(Saved entries)
________________

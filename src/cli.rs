//! CLI 定义
//!
//! 只有 `--help` / `--version`；任务文件位置固定，不接受参数。

use clap::Parser;

#[derive(Parser, Debug)]
#[command(name = "taskpad")]
#[command(version)]
#[command(about = "A personal to-do list in your terminal")]
#[command(
    long_about = "A personal to-do list in your terminal.\n\nTasks are stored one per line in ./tasks.txt; \
                  activity is logged to ./task_manager.log."
)]
pub struct Cli {}
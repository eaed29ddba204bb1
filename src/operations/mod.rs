//! 业务操作层：前端与存储之间的业务逻辑
//!
//! TUI 只负责把按键映射成命令，并渲染返回的结果。

pub mod tasks;
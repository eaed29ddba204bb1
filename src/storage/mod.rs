//! 持久化层
//!
//! 唯一写盘的数据是任务列表本身（工作目录下的 tasks.txt）。

pub mod tasks;
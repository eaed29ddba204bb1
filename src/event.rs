use std::io;
use std::time::Duration;

use crossterm::event::{self, Event, KeyCode, KeyEvent, KeyEventKind, KeyModifiers};

use crate::app::{App, Focus};
use crate::dialogs::VIEW_PAGE;
use crate::operations::tasks::Command;

/// 处理事件，返回 true 表示应该继续运行
pub fn handle_events(app: &mut App) -> io::Result<bool> {
    // 更新 Toast 状态
    app.ui.clear_expired_toast();

    // 轮询事件（100ms 超时，便于 Toast 过期）
    if event::poll(Duration::from_millis(100))? {
        if let Event::Key(key) = event::read()? {
            // 只处理按下事件
            if key.kind == KeyEventKind::Press {
                handle_key(app, key);
            }
        }
    }

    Ok(!app.should_quit)
}

pub fn handle_key(app: &mut App, key: KeyEvent) {
    // Ctrl+C 任何时候都退出
    if key.modifiers.contains(KeyModifiers::CONTROL) && key.code == KeyCode::Char('c') {
        app.quit();
        return;
    }

    // 优先处理弹窗事件
    if app.dialogs.confirm_dialog.is_some() {
        handle_confirm_dialog_key(app, key);
        return;
    }

    if app.dialogs.theme_selector.is_some() {
        handle_theme_selector_key(app, key);
        return;
    }

    // 剩下的只有 View 面板和帮助面板
    if app.dialogs.has_active_dialog() {
        handle_panel_key(app, key);
        return;
    }

    match app.focus {
        Focus::Input => handle_input_key(app, key),
        Focus::List => handle_list_key(app, key),
    }
}

/// 列表焦点：单键快捷键
fn handle_list_key(app: &mut App, key: KeyEvent) {
    match key.code {
        KeyCode::Char('q') => app.quit(),

        // 导航
        KeyCode::Char('j') | KeyCode::Down => app.select_next(),
        KeyCode::Char('k') | KeyCode::Up => app.select_previous(),
        KeyCode::Esc => app.clear_selection(),

        // 编辑选中项
        KeyCode::Enter | KeyCode::Char('e') => app.edit_selected(),

        // 回到输入框
        KeyCode::Char('i') | KeyCode::Tab => app.focus_input(),

        // x 作为 delete 的别名
        KeyCode::Char('x') | KeyCode::Delete => app.run_command(Command::Delete),

        KeyCode::Char('t') | KeyCode::Char('T') => app.open_theme_selector(),
        KeyCode::Char('?') => app.dialogs.show_help = true,

        KeyCode::Char(c) => {
            if let Some(command) = Command::from_key(c) {
                app.run_command(command);
            }
        }

        _ => {}
    }
}

/// 输入焦点：字符进入输入框
fn handle_input_key(app: &mut App, key: KeyEvent) {
    match key.code {
        KeyCode::Enter => app.run_command(Command::Add),
        KeyCode::Esc | KeyCode::Tab => app.focus_list(),
        KeyCode::Backspace => app.input_backspace(),
        KeyCode::Down => {
            app.focus_list();
            app.select_next();
        }
        KeyCode::Char(c) => app.input_char(c),
        _ => {}
    }
}

/// 确认弹窗
fn handle_confirm_dialog_key(app: &mut App, key: KeyEvent) {
    match key.code {
        KeyCode::Char('y') | KeyCode::Char('Y') | KeyCode::Enter => app.confirm_dialog_accept(),
        KeyCode::Char('n') | KeyCode::Char('N') | KeyCode::Esc => app.confirm_dialog_cancel(),
        _ => {}
    }
}

/// 主题选择器
fn handle_theme_selector_key(app: &mut App, key: KeyEvent) {
    match key.code {
        KeyCode::Char('j') | KeyCode::Down => app.theme_selector_next(),
        KeyCode::Char('k') | KeyCode::Up => app.theme_selector_prev(),
        KeyCode::Enter => app.theme_selector_confirm(),
        KeyCode::Esc | KeyCode::Char('q') => app.theme_selector_cancel(),
        _ => {}
    }
}

/// View 面板 / 帮助面板（只读）
fn handle_panel_key(app: &mut App, key: KeyEvent) {
    match key.code {
        KeyCode::Esc | KeyCode::Enter | KeyCode::Char('q') | KeyCode::Char('v') | KeyCode::Char('?') => {
            app.dialogs.close_all();
        }
        _ => {
            if let Some(panel) = app.dialogs.view_panel.as_mut() {
                match key.code {
                    KeyCode::Char('j') | KeyCode::Down => panel.scroll_down(1),
                    KeyCode::Char('k') | KeyCode::Up => panel.scroll_up(1),
                    KeyCode::PageDown => panel.scroll_down(VIEW_PAGE),
                    KeyCode::PageUp => panel.scroll_up(VIEW_PAGE),
                    KeyCode::Char('g') | KeyCode::Home => panel.scroll_to_top(),
                    KeyCode::Char('G') | KeyCode::End => panel.scroll_to_bottom(),
                    _ => {}
                }
            }
        }
    }
}

#[cfg(test)]
mod tests {
    use super::*;
    use crate::storage::tasks::{TaskStore, TASKS_FILE};

    fn temp_app() -> (tempfile::TempDir, App) {
        let dir = tempfile::tempdir().unwrap();
        let store = TaskStore::new(dir.path().join(TASKS_FILE));
        let app = App::new(store);
        (dir, app)
    }

    fn press(app: &mut App, code: KeyCode) {
        handle_key(app, KeyEvent::new(code, KeyModifiers::NONE));
    }

    fn type_text(app: &mut App, text: &str) {
        for c in text.chars() {
            press(app, KeyCode::Char(c));
        }
    }

    #[test]
    fn test_typing_in_input_does_not_trigger_shortcuts() {
        let (_dir, mut app) = temp_app();
        type_text(&mut app, "quit dvc");

        assert_eq!(app.input, "quit dvc");
        assert!(!app.should_quit);
        assert!(app.tasks.is_empty());
    }

    #[test]
    fn test_ctrl_c_quits_from_input() {
        let (_dir, mut app) = temp_app();
        handle_key(
            &mut app,
            KeyEvent::new(KeyCode::Char('c'), KeyModifiers::CONTROL),
        );
        assert!(app.should_quit);
    }

    #[test]
    fn test_keyboard_scenario() {
        let (_dir, mut app) = temp_app();

        type_text(&mut app, "Buy milk");
        press(&mut app, KeyCode::Enter);
        type_text(&mut app, "Walk dog");
        press(&mut app, KeyCode::Enter);
        assert_eq!(app.tasks, ["Buy milk", "Walk dog"]);

        // 选中第一项并改写
        press(&mut app, KeyCode::Esc);
        press(&mut app, KeyCode::Char('j'));
        press(&mut app, KeyCode::Char('e'));
        assert_eq!(app.input, "Buy milk");
        for _ in 0.."milk".len() {
            press(&mut app, KeyCode::Backspace);
        }
        type_text(&mut app, "oat milk");
        press(&mut app, KeyCode::Esc);
        press(&mut app, KeyCode::Char('u'));
        assert_eq!(app.tasks, ["Buy oat milk", "Walk dog"]);

        // 删除第二项
        press(&mut app, KeyCode::Char('j'));
        press(&mut app, KeyCode::Char('d'));
        assert_eq!(app.tasks, ["Buy oat milk"]);

        // 清空需要确认
        press(&mut app, KeyCode::Char('c'));
        assert!(app.dialogs.confirm_dialog.is_some());
        press(&mut app, KeyCode::Char('y'));
        assert!(app.tasks.is_empty());
    }

    #[test]
    fn test_view_panel_blocks_list_keys() {
        let (_dir, mut app) = temp_app();
        type_text(&mut app, "a");
        press(&mut app, KeyCode::Enter);
        press(&mut app, KeyCode::Esc);

        press(&mut app, KeyCode::Char('v'));
        assert!(app.dialogs.view_panel.is_some());

        // 面板打开时 q 只关闭面板
        press(&mut app, KeyCode::Char('q'));
        assert!(app.dialogs.view_panel.is_none());
        assert!(!app.should_quit);
    }

    #[test]
    fn test_view_panel_scroll_keys() {
        let (_dir, mut app) = temp_app();
        for i in 1..=30 {
            type_text(&mut app, &format!("Task {}", i));
            press(&mut app, KeyCode::Enter);
        }
        press(&mut app, KeyCode::Esc);
        press(&mut app, KeyCode::Char('v'));

        press(&mut app, KeyCode::Char('j'));
        press(&mut app, KeyCode::PageDown);
        assert_eq!(app.dialogs.view_panel.as_ref().map(|p| p.scroll), Some(11));

        press(&mut app, KeyCode::Char('k'));
        assert_eq!(app.dialogs.view_panel.as_ref().map(|p| p.scroll), Some(10));

        press(&mut app, KeyCode::Home);
        assert_eq!(app.dialogs.view_panel.as_ref().map(|p| p.scroll), Some(0));

        // 滚动键不会改动任务列表或选中项
        assert_eq!(app.tasks.len(), 30);
        assert_eq!(app.selected(), None);
    }

    #[test]
    fn test_confirm_dialog_cancel_keeps_tasks() {
        let (_dir, mut app) = temp_app();
        type_text(&mut app, "a");
        press(&mut app, KeyCode::Enter);
        press(&mut app, KeyCode::Esc);

        press(&mut app, KeyCode::Char('c'));
        press(&mut app, KeyCode::Char('n'));
        assert!(app.dialogs.confirm_dialog.is_none());
        assert_eq!(app.tasks, ["a"]);
    }

    #[test]
    fn test_delete_without_selection() {
        let (_dir, mut app) = temp_app();
        type_text(&mut app, "a");
        press(&mut app, KeyCode::Enter);
        press(&mut app, KeyCode::Esc);

        press(&mut app, KeyCode::Char('x'));
        assert_eq!(app.tasks, ["a"]);
        assert!(app
            .ui
            .toast
            .as_ref()
            .is_some_and(|t| t.message.starts_with("Selection Error")));
    }
}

________________

BRIEF
Wherever the string "CONTROL" appears in the records above, copy the line it sits in.

ANSWER TO THE PROBLEM
    if key.modifiers.contains(KeyModifiers::CONTROL) && key.code == KeyCode::Char('c') {
            KeyEvent::new(KeyCode::Char('c'), KeyModifiers::CONTROL),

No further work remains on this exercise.